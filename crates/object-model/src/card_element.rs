//! The closed set of element values a parse can produce.

use serde_json::{Map, Value};

use crate::element::BaseCardElement;
use crate::enums::CardElementType;
use crate::input::BaseInputElement;
use crate::inputs::{
    ChoiceSetInput, DateInput, NumberInput, TextInput, TimeInput, ToggleInput,
};
use crate::schema_key::SchemaKey;

/// An element whose `"type"` has no registered parser. The authored
/// object is kept and written back unchanged; `base` is a read-only view
/// of whatever shared properties it happens to carry.
#[derive(Debug, Clone, PartialEq)]
pub struct UnknownElement {
    pub base: BaseCardElement,
    pub type_string: String,
    pub json: Map<String, Value>,
}

impl UnknownElement {
    pub fn from_json(json: &Value, type_string: String) -> Self {
        UnknownElement {
            base: BaseCardElement::read_lenient(json, CardElementType::Unknown),
            type_string,
            json: json.as_object().cloned().unwrap_or_default(),
        }
    }

    pub fn serialize_to_json_value(&self) -> Value {
        let mut root = self.json.clone();
        root.insert(
            SchemaKey::Type.as_str().to_string(),
            Value::String(self.type_string.clone()),
        );
        Value::Object(root)
    }
}

#[derive(Debug, Clone, PartialEq)]
pub enum CardElement {
    ChoiceSetInput(ChoiceSetInput),
    DateInput(DateInput),
    NumberInput(NumberInput),
    TextInput(TextInput),
    TimeInput(TimeInput),
    ToggleInput(ToggleInput),
    Unknown(UnknownElement),
}

impl CardElement {
    pub fn element_type(&self) -> CardElementType {
        self.base().element_type()
    }

    /// The JSON `"type"` string, including unregistered ones.
    pub fn type_string(&self) -> &str {
        match self {
            CardElement::Unknown(e) => &e.type_string,
            other => other.element_type().as_str(),
        }
    }

    pub fn id(&self) -> &str {
        &self.base().id
    }

    pub fn base(&self) -> &BaseCardElement {
        match self {
            CardElement::ChoiceSetInput(e) => &e.input.base,
            CardElement::DateInput(e) => &e.input.base,
            CardElement::NumberInput(e) => &e.input.base,
            CardElement::TextInput(e) => &e.input.base,
            CardElement::TimeInput(e) => &e.input.base,
            CardElement::ToggleInput(e) => &e.input.base,
            CardElement::Unknown(e) => &e.base,
        }
    }

    pub fn as_input(&self) -> Option<&BaseInputElement> {
        match self {
            CardElement::ChoiceSetInput(e) => Some(&e.input),
            CardElement::DateInput(e) => Some(&e.input),
            CardElement::NumberInput(e) => Some(&e.input),
            CardElement::TextInput(e) => Some(&e.input),
            CardElement::TimeInput(e) => Some(&e.input),
            CardElement::ToggleInput(e) => Some(&e.input),
            CardElement::Unknown(_) => None,
        }
    }

    pub fn as_input_mut(&mut self) -> Option<&mut BaseInputElement> {
        match self {
            CardElement::ChoiceSetInput(e) => Some(&mut e.input),
            CardElement::DateInput(e) => Some(&mut e.input),
            CardElement::NumberInput(e) => Some(&mut e.input),
            CardElement::TextInput(e) => Some(&mut e.input),
            CardElement::TimeInput(e) => Some(&mut e.input),
            CardElement::ToggleInput(e) => Some(&mut e.input),
            CardElement::Unknown(_) => None,
        }
    }

    pub fn serialize_to_json_value(&self) -> Value {
        match self {
            CardElement::ChoiceSetInput(e) => e.serialize_to_json_value(),
            CardElement::DateInput(e) => e.serialize_to_json_value(),
            CardElement::NumberInput(e) => e.serialize_to_json_value(),
            CardElement::TextInput(e) => e.serialize_to_json_value(),
            CardElement::TimeInput(e) => e.serialize_to_json_value(),
            CardElement::ToggleInput(e) => e.serialize_to_json_value(),
            CardElement::Unknown(e) => e.serialize_to_json_value(),
        }
    }

    /// Compact JSON text.
    pub fn serialize(&self) -> String {
        self.serialize_to_json_value().to_string()
    }
}
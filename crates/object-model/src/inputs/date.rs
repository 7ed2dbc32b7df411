//! `Input.Date`: a calendar date picker.
//!
//! Dates travel as `YYYY-MM-DD` strings. The strings are kept exactly as
//! authored; [`DateInput::value_date`] and friends give a typed view when
//! the text is a valid date.

use serde_json::{Map, Value};
use time::macros::format_description;
use time::Date;

use crate::card_element::CardElement;
use crate::enums::CardElementType;
use crate::error::{ErrorStatusCode, ParseError, WarningStatusCode};
use crate::input::{input_known_properties, BaseInputElement};
use crate::parse_util::{expect_type_string, get_string, insert_non_empty};
use crate::registration::{ElementParser, ParseContext};
use crate::schema_key::SchemaKey;

#[derive(Debug, Clone, PartialEq)]
pub struct DateInput {
    pub input: BaseInputElement,
    pub max: String,
    pub min: String,
    pub placeholder: String,
    pub value: String,
}

impl DateInput {
    pub const KNOWN_PROPERTIES: &'static [SchemaKey] = &[
        SchemaKey::Max,
        SchemaKey::Min,
        SchemaKey::Value,
        SchemaKey::Placeholder,
    ];

    pub fn new(id: impl Into<String>) -> Self {
        DateInput {
            input: BaseInputElement::new(CardElementType::DateInput, id),
            max: String::new(),
            min: String::new(),
            placeholder: String::new(),
            value: String::new(),
        }
    }

    pub fn known_properties() -> Vec<SchemaKey> {
        input_known_properties(Self::KNOWN_PROPERTIES)
    }

    pub fn value_date(&self) -> Option<Date> {
        parse_date(&self.value)
    }

    pub fn min_date(&self) -> Option<Date> {
        parse_date(&self.min)
    }

    pub fn max_date(&self) -> Option<Date> {
        parse_date(&self.max)
    }

    /// Years outside `0000..=9999` have no `YYYY-MM-DD` form and are
    /// rejected, leaving `value` untouched.
    pub fn set_value_date(&mut self, date: Date) -> Result<(), ParseError> {
        self.value = format_date(date)?;
        Ok(())
    }

    pub fn from_json(ctx: &mut ParseContext, json: &Value) -> Result<Self, ParseError> {
        expect_type_string(json, CardElementType::DateInput.as_str())?;

        let input = BaseInputElement::deserialize(
            ctx,
            json,
            CardElementType::DateInput,
            Self::KNOWN_PROPERTIES,
        )?;

        let date_input = DateInput {
            input,
            max: get_string(json, SchemaKey::Max, false)?,
            min: get_string(json, SchemaKey::Min, false)?,
            placeholder: get_string(json, SchemaKey::Placeholder, false)?,
            value: get_string(json, SchemaKey::Value, false)?,
        };

        for (key, text) in [
            (SchemaKey::Max, &date_input.max),
            (SchemaKey::Min, &date_input.min),
            (SchemaKey::Value, &date_input.value),
        ] {
            if !text.is_empty() && parse_date(text).is_none() {
                ctx.warn(
                    WarningStatusCode::InvalidValue,
                    format!(
                        "Input.Date '{}' has {} '{}' which is not a YYYY-MM-DD date",
                        date_input.input.id(),
                        key,
                        text
                    ),
                );
            }
        }

        Ok(date_input)
    }

    pub fn serialize_to_json_value(&self) -> Value {
        let mut root = Map::new();
        self.input.serialize_into(&mut root);
        insert_non_empty(&mut root, SchemaKey::Max, &self.max);
        insert_non_empty(&mut root, SchemaKey::Min, &self.min);
        insert_non_empty(&mut root, SchemaKey::Placeholder, &self.placeholder);
        insert_non_empty(&mut root, SchemaKey::Value, &self.value);
        Value::Object(root)
    }

    /// Compact JSON text.
    pub fn serialize(&self) -> String {
        self.serialize_to_json_value().to_string()
    }
}

/// Parser registered for `Input.Date`.
#[derive(Debug, Default, Clone, Copy)]
pub struct DateInputParser;

impl ElementParser for DateInputParser {
    fn deserialize(&self, ctx: &mut ParseContext, json: &Value) -> Result<CardElement, ParseError> {
        DateInput::from_json(ctx, json).map(CardElement::DateInput)
    }
}

/// Strictly `YYYY-MM-DD`: exactly four year digits, no sign.
fn parse_date(text: &str) -> Option<Date> {
    if text.len() != 10 || !text.as_bytes()[..4].iter().all(u8::is_ascii_digit) {
        return None;
    }
    Date::parse(text, format_description!("[year]-[month]-[day]")).ok()
}

fn format_date(date: Date) -> Result<String, ParseError> {
    if !(0..=9999).contains(&date.year()) {
        return Err(ParseError::new(
            ErrorStatusCode::InvalidPropertyValue,
            format!("Date {} has no YYYY-MM-DD form", date),
        ));
    }
    date.format(format_description!("[year]-[month]-[day]")).map_err(|e| {
        ParseError::new(
            ErrorStatusCode::InvalidPropertyValue,
            format!("Could not format date {}: {}", date, e),
        )
    })
}
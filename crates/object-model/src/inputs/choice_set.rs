//! `Input.ChoiceSet`: pick one or many values from a fixed list.

use serde_json::{Map, Value};

use crate::card_element::CardElement;
use crate::enums::{CardElementType, ChoiceSetStyle};
use crate::error::ParseError;
use crate::input::{input_known_properties, BaseInputElement};
use crate::parse_util::{
    additional_properties, expect_type_string, get_array, get_bool, get_enum, get_string,
    insert_non_empty,
};
use crate::registration::{ElementParser, ParseContext};
use crate::schema_key::SchemaKey;

/// One selectable entry. Both fields are required.
#[derive(Debug, Clone, PartialEq, Eq)]
pub struct Choice {
    pub title: String,
    pub value: String,
    pub additional_properties: Map<String, Value>,
}

impl Choice {
    pub const KNOWN_PROPERTIES: &'static [SchemaKey] = &[SchemaKey::Title, SchemaKey::Value];

    pub fn new(title: impl Into<String>, value: impl Into<String>) -> Self {
        Choice {
            title: title.into(),
            value: value.into(),
            additional_properties: Map::new(),
        }
    }

    pub fn from_json(json: &Value) -> Result<Self, ParseError> {
        Ok(Choice {
            title: get_string(json, SchemaKey::Title, true)?,
            value: get_string(json, SchemaKey::Value, true)?,
            additional_properties: additional_properties(json, Self::KNOWN_PROPERTIES),
        })
    }

    pub fn serialize_to_json_value(&self) -> Value {
        let mut root = self.additional_properties.clone();
        root.insert(
            SchemaKey::Title.as_str().to_string(),
            Value::String(self.title.clone()),
        );
        root.insert(
            SchemaKey::Value.as_str().to_string(),
            Value::String(self.value.clone()),
        );
        Value::Object(root)
    }
}

#[derive(Debug, Clone, PartialEq)]
pub struct ChoiceSetInput {
    pub input: BaseInputElement,
    pub choices: Vec<Choice>,
    pub is_multi_select: bool,
    pub style: ChoiceSetStyle,
    /// Selected value(s); multi-select joins values with commas.
    pub value: String,
    pub placeholder: String,
    pub wrap: bool,
}

impl ChoiceSetInput {
    pub const KNOWN_PROPERTIES: &'static [SchemaKey] = &[
        SchemaKey::Choices,
        SchemaKey::IsMultiSelect,
        SchemaKey::Style,
        SchemaKey::Value,
        SchemaKey::Placeholder,
        SchemaKey::Wrap,
    ];

    pub fn new(id: impl Into<String>) -> Self {
        ChoiceSetInput {
            input: BaseInputElement::new(CardElementType::ChoiceSetInput, id),
            choices: Vec::new(),
            is_multi_select: false,
            style: ChoiceSetStyle::Compact,
            value: String::new(),
            placeholder: String::new(),
            wrap: false,
        }
    }

    pub fn known_properties() -> Vec<SchemaKey> {
        input_known_properties(Self::KNOWN_PROPERTIES)
    }

    /// The individual selected values.
    pub fn selected_values(&self) -> Vec<&str> {
        if self.value.is_empty() {
            return Vec::new();
        }
        if self.is_multi_select {
            self.value.split(',').map(str::trim).collect()
        } else {
            vec![self.value.as_str()]
        }
    }

    pub fn from_json(ctx: &mut ParseContext, json: &Value) -> Result<Self, ParseError> {
        expect_type_string(json, CardElementType::ChoiceSetInput.as_str())?;

        let input = BaseInputElement::deserialize(
            ctx,
            json,
            CardElementType::ChoiceSetInput,
            Self::KNOWN_PROPERTIES,
        )?;

        let choices = get_array(json, SchemaKey::Choices)?
            .iter()
            .map(Choice::from_json)
            .collect::<Result<Vec<_>, _>>()?;

        Ok(ChoiceSetInput {
            input,
            choices,
            is_multi_select: get_bool(json, SchemaKey::IsMultiSelect, false, false)?,
            style: get_enum(ctx, json, SchemaKey::Style, ChoiceSetStyle::Compact)?,
            value: get_string(json, SchemaKey::Value, false)?,
            placeholder: get_string(json, SchemaKey::Placeholder, false)?,
            wrap: get_bool(json, SchemaKey::Wrap, false, false)?,
        })
    }

    pub fn serialize_to_json_value(&self) -> Value {
        let mut root = Map::new();
        self.input.serialize_into(&mut root);
        root.insert(
            SchemaKey::Choices.as_str().to_string(),
            Value::Array(
                self.choices
                    .iter()
                    .map(Choice::serialize_to_json_value)
                    .collect(),
            ),
        );
        if self.is_multi_select {
            root.insert(SchemaKey::IsMultiSelect.as_str().to_string(), Value::Bool(true));
        }
        if self.style != ChoiceSetStyle::Compact {
            root.insert(
                SchemaKey::Style.as_str().to_string(),
                Value::String(self.style.to_string()),
            );
        }
        insert_non_empty(&mut root, SchemaKey::Value, &self.value);
        insert_non_empty(&mut root, SchemaKey::Placeholder, &self.placeholder);
        if self.wrap {
            root.insert(SchemaKey::Wrap.as_str().to_string(), Value::Bool(true));
        }
        Value::Object(root)
    }

    pub fn serialize(&self) -> String {
        self.serialize_to_json_value().to_string()
    }
}

#[derive(Debug, Default, Clone, Copy)]
pub struct ChoiceSetInputParser;

impl ElementParser for ChoiceSetInputParser {
    fn deserialize(&self, ctx: &mut ParseContext, json: &Value) -> Result<CardElement, ParseError> {
        ChoiceSetInput::from_json(ctx, json).map(CardElement::ChoiceSetInput)
    }
}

···

_THE PROBLEM_
Report back every line of the entries in which "TimeInput" occurs.

_TASK SOLUTION_
    ChoiceSetInput, DateInput, NumberInput, TextInput, TimeInput, ToggleInput,
    TimeInput(TimeInput),
            CardElement::TimeInput(e) => &e.input.base,
            CardElement::TimeInput(e) => Some(&e.input),
            CardElement::TimeInput(e) => Some(&mut e.input),
            CardElement::TimeInput(e) => e.serialize_to_json_value(),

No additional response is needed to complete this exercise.